Records for this exercise START

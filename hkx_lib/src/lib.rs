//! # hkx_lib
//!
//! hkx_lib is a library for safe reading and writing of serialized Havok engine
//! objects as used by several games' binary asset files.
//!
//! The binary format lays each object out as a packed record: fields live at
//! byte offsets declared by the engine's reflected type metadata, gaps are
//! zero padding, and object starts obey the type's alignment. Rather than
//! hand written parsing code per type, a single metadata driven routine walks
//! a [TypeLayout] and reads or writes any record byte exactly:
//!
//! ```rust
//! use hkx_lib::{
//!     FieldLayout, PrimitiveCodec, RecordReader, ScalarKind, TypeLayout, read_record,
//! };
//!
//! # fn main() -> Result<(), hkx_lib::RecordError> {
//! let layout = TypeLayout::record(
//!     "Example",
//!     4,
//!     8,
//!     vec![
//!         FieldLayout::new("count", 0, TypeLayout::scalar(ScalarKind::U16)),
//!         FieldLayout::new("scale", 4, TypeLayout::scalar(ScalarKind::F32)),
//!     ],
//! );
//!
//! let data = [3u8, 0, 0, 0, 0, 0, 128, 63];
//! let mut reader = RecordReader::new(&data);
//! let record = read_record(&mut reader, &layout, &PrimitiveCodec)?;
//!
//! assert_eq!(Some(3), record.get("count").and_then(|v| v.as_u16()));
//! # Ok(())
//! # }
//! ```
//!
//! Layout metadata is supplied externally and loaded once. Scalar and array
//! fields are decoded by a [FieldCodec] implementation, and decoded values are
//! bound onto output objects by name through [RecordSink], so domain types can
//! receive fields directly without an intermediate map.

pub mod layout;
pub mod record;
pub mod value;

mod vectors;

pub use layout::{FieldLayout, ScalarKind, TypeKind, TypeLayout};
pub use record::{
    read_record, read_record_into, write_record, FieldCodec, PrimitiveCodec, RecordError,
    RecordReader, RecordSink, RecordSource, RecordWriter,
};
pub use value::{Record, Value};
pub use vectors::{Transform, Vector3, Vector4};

Records for this exercise END
Records for this exercise START

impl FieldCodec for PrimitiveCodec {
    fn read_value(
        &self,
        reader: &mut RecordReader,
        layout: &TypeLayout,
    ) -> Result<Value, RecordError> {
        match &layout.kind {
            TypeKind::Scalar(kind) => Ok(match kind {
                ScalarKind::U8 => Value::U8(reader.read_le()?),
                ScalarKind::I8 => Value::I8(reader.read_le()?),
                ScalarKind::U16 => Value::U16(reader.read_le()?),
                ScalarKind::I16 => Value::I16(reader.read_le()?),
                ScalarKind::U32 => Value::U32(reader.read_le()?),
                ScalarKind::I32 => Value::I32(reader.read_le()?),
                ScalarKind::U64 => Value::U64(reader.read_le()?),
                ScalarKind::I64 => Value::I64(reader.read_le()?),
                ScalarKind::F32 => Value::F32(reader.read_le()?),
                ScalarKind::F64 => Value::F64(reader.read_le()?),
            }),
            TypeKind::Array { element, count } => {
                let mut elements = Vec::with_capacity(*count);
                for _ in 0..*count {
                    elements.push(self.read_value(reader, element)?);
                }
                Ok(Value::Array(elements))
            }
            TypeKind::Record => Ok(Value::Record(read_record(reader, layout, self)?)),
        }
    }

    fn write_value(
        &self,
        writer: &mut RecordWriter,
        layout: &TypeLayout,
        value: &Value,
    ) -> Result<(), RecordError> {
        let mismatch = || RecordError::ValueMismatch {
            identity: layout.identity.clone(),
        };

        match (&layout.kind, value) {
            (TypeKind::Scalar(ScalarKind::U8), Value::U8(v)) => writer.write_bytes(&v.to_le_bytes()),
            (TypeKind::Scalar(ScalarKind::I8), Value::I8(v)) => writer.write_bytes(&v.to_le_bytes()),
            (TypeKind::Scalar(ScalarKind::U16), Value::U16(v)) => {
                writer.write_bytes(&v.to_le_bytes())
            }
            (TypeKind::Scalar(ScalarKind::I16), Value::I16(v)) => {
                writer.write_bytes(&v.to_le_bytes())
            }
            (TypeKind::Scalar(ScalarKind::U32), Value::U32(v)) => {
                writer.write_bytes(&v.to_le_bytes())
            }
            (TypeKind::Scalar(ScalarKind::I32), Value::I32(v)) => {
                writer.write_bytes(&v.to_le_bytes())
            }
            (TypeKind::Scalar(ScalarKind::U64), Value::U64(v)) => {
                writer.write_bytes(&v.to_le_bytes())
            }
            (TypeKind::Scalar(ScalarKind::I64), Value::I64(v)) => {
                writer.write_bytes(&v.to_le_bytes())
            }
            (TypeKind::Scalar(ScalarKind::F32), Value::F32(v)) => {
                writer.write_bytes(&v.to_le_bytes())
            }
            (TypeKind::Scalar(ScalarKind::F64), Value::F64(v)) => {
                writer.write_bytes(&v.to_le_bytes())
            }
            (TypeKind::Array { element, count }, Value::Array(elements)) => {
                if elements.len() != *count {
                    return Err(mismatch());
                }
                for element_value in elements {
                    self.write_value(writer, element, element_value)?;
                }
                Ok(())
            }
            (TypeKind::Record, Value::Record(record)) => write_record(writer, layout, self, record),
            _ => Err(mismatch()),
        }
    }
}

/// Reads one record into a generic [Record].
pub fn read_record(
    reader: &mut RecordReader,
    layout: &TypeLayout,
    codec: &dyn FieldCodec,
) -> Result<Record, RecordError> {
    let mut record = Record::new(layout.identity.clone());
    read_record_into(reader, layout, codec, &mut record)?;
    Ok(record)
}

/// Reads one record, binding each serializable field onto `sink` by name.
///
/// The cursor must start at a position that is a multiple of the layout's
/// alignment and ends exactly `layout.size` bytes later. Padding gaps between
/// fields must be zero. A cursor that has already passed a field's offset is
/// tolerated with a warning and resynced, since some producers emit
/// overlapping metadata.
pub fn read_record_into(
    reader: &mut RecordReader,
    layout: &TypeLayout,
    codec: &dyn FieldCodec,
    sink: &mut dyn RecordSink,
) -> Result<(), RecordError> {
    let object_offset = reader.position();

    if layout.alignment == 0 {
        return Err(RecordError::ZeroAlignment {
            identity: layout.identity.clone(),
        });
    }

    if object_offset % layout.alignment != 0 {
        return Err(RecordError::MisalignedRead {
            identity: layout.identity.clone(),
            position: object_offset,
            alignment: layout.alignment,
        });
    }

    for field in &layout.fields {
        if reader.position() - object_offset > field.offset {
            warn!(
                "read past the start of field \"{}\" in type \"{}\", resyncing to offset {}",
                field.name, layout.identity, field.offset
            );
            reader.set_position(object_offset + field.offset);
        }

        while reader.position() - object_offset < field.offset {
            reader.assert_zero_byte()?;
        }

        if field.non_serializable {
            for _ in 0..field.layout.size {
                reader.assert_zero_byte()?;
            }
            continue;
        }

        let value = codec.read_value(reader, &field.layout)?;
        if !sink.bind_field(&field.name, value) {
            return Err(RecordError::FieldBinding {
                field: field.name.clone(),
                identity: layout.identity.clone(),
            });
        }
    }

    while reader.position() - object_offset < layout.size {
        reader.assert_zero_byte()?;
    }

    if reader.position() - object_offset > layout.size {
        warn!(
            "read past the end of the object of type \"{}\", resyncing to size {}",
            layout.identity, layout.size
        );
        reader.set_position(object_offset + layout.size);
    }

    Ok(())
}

Records for this exercise END

▶ [The task]
Give only the number of lines above holding "that".

▶ [Task answer]
2